Pace Suburban Bus Is Buying Up to 250 Electric Buses in a Midwest-Scale Bet on Clean Transit
The suburban Chicago agency is moving to replace diesel buses across a six-county region, even as it faces a budget shortfall that could cut service by 40 percent.
Pace Suburban Bus, which carries riders across the sprawling suburbs of Chicago, is moving to electrify a significant share of its fleet, seeking manufacturers for an initial order of 30 battery-electric buses with options to purchase up to 220 more, for a potential total of 250 zero-emission vehicles.
The solicitation, posted July 1, would rank among the largest single electric bus procurements in the Midwest and marks the most concrete step yet in Pace's pledge to run a fully zero-emission fleet by 2040. The agency operates roughly 700 fixed-route diesel buses across Cook, DuPage, Kane, Lake, McHenry, and Will counties, a 3,446-square-mile service area stretching from dense inner-ring suburbs like Cicero to exurban McHenry County.
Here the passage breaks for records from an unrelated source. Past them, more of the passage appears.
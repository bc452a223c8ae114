//! Bridge management API integration module.
//!
//! Deliveries only need four verbs from a node: deploy a repository, apply
//! settings, apply preferences and change the runtime status of a service.
//! [`ManagementClient`] is that seam; [`BridgeClient`] implements it over
//! the REST API.

mod client;
mod types;

use async_trait::async_trait;
use serde_json::{Map, Value};
use std::path::Path;
use std::sync::Arc;

use crate::config::ServiceType;
use crate::config::options::DeploymentOptions;
use crate::error::BridgeError;
use crate::planner::NodeConnection;

pub use client::{BridgeClient, BridgeClientFactory};
pub use types::{
    BRIDGE_REST_API_BASE, StatusAction, deep_merge, deployment_query, service_kind_segment,
};

/// Operations the delivery needs from a node.
#[cfg_attr(test, mockall::automock)]
#[async_trait]
pub trait ManagementClient: Send + Sync {
    /// Uploads and deploys a packaged repository.
    async fn deploy_service(
        &self,
        repository: &Path,
        options: &DeploymentOptions,
    ) -> Result<(), BridgeError>;

    /// Applies settings to a deployed service.
    async fn set_service_settings(
        &self,
        name: &str,
        service_type: ServiceType,
        settings: &Map<String, Value>,
    ) -> Result<(), BridgeError>;

    /// Applies preferences to a deployed service.
    async fn set_service_preferences(
        &self,
        name: &str,
        service_type: ServiceType,
        preferences: &Map<String, Value>,
    ) -> Result<(), BridgeError>;

    /// Starts, stops or kills a deployed service.
    async fn set_service_status(&self, action: StatusAction, name: &str, service_type: ServiceType)
    -> Result<(), BridgeError>;
}

/// Creates a management client for a node.
pub trait ClientFactory: Send + Sync {
    /// Creates a client connected to the node.
    ///
    /// # Errors
    ///
    /// Returns an error if the client cannot be created.
    fn create(&self, node: &NodeConnection) -> Result<Arc<dyn ManagementClient>, BridgeError>;
}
The move has been years in the making. Pace first piloted an electric bus in Naperville in 2014, among the earliest such tests by any U.S. transit agency. But a price gap that made battery-electric buses roughly $700,000 more expensive per vehicle than diesel kept full-scale electrification out of reach. That calculus shifted amid the 2021 federal Bipartisan Infrastructure Law, which expanded the FTA's Low- or No-Emission Vehicle grant program to roughly $1.1 billion annually, followed by additional clean-vehicle incentives in the 2022 Inflation Reduction Act. Illinois's own Climate and Equitable Jobs Act, signed that same year, set a statewide 100% clean-energy target and added political momentum.
FTA Low- or No-Emission Bus Program funding, FY2016–FY2026
Source: NationGraph.
Beyond environmental goals, Pace is framing electrification partly as a financial survival strategy. Electric buses are estimated to cut fuel and maintenance costs by 40 to 60 percent over their lifecycle compared to diesel, a meaningful long-term saving for an agency staring down a fiscal crisis. Pace, along with the CTA and Metra, faces a combined roughly $730 million annual budget shortfall beginning in 2026 as federal COVID relief expires. Without action from Springfield, the agency has warned of service cuts as deep as 40 percent.
The procurement does carry real operational challenges. Illinois winters can strip 30 to 40 percent of a battery-electric bus's range, a problem documented in cold-climate deployments from Minneapolis to Edmonton. Running those buses across Pace's long, lower-density suburban routes, rather than compact urban loops, will test the vehicles' range in ways that city systems don't face. Early adopters nationwide, including SEPTA in Philadelphia, have encountered reliability issues with first-generation electric fleets.
The procurement also arrives in a thinned-out supplier landscape. Proterra, once the dominant U.S. electric bus maker, filed for bankruptcy in 2023, leaving New Flyer, Gillig, GreenPower, and BYD as the main remaining competitors for contracts of this scale.
As reported in earlier coverage of this procurement, the full scope of options could meaningfully reshape the agency's fleet over the next several years. Whether Pace exercises all six option tranches will depend on federal funding continuing to flow and on how the Illinois legislature resolves the broader transit funding standoff in Springfield.